#### [WORK ITEM]
Lines from the entries below that hold "pertinence" form the answer; copy all of them.

#### [DATASET RECORDS]
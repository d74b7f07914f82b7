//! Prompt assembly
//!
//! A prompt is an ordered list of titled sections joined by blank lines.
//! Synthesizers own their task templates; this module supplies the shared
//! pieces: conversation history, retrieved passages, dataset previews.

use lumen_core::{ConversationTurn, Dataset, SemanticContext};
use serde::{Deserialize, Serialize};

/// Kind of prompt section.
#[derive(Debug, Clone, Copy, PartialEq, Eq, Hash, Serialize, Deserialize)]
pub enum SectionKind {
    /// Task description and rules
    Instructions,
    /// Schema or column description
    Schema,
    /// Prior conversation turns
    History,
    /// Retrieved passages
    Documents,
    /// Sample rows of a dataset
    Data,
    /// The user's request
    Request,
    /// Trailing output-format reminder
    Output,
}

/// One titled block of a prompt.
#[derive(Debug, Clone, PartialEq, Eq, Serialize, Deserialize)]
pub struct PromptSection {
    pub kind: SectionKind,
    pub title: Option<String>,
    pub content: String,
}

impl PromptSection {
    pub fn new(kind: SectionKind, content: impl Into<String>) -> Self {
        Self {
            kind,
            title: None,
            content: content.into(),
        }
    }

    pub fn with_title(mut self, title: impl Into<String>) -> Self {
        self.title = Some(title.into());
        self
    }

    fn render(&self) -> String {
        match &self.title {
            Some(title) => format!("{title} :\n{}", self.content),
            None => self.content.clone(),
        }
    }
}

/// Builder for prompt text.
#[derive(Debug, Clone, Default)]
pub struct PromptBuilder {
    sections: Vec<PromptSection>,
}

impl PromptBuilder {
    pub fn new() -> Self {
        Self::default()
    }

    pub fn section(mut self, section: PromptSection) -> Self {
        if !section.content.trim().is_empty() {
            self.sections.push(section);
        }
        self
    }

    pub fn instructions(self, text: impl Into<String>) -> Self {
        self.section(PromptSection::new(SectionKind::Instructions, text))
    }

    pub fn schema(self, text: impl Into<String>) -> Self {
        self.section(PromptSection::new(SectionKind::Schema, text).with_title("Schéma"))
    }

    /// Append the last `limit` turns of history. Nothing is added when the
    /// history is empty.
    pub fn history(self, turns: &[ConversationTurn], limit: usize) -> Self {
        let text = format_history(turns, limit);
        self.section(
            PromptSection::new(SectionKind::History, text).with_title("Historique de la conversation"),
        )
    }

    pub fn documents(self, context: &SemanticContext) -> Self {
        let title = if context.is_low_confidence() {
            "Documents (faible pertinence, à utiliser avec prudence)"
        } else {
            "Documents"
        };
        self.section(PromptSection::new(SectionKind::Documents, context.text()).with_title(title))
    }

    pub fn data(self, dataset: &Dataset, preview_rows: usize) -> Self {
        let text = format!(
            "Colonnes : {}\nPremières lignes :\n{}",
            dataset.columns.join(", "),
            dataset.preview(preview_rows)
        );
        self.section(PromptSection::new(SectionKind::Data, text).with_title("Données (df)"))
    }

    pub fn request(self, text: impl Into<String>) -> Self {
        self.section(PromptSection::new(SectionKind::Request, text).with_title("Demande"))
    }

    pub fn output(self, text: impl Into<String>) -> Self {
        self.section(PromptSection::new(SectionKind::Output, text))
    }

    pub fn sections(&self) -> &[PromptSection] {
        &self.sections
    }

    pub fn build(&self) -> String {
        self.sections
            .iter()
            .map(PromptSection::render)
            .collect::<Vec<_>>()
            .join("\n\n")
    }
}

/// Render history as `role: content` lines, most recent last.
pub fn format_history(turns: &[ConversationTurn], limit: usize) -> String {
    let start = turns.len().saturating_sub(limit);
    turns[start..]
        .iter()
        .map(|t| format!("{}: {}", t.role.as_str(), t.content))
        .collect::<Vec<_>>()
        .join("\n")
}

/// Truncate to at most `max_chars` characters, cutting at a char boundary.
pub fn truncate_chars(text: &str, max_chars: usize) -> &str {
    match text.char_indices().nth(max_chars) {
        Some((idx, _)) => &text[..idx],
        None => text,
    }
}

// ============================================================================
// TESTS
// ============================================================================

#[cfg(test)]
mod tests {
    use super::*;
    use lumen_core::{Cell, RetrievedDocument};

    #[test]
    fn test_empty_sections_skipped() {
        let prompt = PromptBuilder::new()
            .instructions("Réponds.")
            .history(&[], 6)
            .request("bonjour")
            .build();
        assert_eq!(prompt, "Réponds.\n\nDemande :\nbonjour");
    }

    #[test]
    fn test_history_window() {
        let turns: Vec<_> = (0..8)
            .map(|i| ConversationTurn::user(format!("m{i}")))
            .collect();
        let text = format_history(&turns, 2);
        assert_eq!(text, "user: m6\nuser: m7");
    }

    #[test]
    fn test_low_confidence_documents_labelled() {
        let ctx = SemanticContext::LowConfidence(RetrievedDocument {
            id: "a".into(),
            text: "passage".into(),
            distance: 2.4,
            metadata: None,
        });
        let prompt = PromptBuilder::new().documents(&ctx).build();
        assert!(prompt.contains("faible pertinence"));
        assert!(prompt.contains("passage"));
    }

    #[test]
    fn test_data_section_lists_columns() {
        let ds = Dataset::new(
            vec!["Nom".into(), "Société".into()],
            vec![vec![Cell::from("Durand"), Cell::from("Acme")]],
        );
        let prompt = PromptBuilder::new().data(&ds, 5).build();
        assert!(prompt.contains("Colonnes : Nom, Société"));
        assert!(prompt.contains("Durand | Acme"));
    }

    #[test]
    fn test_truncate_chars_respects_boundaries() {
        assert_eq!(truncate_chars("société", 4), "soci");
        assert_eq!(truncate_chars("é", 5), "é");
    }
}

...

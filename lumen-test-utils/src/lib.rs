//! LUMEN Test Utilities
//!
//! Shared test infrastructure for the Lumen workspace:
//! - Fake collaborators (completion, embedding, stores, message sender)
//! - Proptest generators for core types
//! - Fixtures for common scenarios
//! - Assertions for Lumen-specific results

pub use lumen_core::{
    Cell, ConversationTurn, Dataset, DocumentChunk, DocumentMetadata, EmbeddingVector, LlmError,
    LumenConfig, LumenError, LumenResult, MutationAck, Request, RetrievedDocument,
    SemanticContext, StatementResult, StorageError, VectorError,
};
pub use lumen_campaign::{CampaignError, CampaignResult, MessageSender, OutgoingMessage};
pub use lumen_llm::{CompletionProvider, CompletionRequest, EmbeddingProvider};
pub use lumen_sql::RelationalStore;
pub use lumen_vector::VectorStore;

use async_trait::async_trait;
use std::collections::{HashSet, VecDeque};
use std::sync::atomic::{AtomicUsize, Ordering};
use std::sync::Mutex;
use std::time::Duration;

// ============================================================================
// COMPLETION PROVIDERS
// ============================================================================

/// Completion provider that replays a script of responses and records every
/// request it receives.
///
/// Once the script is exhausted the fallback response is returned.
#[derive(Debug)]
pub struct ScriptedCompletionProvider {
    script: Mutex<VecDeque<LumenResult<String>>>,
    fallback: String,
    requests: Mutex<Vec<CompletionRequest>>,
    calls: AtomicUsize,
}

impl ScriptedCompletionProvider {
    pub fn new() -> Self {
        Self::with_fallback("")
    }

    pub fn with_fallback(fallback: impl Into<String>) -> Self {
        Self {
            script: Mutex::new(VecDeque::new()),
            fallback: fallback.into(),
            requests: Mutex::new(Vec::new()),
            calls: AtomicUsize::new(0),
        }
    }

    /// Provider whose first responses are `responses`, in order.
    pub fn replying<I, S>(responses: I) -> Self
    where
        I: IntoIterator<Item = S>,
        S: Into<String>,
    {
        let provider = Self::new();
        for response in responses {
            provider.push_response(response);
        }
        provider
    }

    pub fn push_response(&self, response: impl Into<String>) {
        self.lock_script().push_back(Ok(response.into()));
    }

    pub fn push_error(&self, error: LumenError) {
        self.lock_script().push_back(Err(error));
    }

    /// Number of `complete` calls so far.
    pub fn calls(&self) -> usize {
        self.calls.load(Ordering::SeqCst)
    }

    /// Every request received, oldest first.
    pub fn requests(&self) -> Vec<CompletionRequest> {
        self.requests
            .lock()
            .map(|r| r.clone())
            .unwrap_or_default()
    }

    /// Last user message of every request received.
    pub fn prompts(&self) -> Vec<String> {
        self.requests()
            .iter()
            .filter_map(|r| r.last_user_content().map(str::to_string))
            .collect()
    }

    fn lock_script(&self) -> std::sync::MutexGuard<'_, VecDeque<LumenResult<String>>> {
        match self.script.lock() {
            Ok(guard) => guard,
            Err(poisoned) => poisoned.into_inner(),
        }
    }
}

#### [SOLUTION FOR THIS EXERCISE]
            "Documents (faible pertinence, à utiliser avec prudence)"
        assert!(prompt.contains("faible pertinence"));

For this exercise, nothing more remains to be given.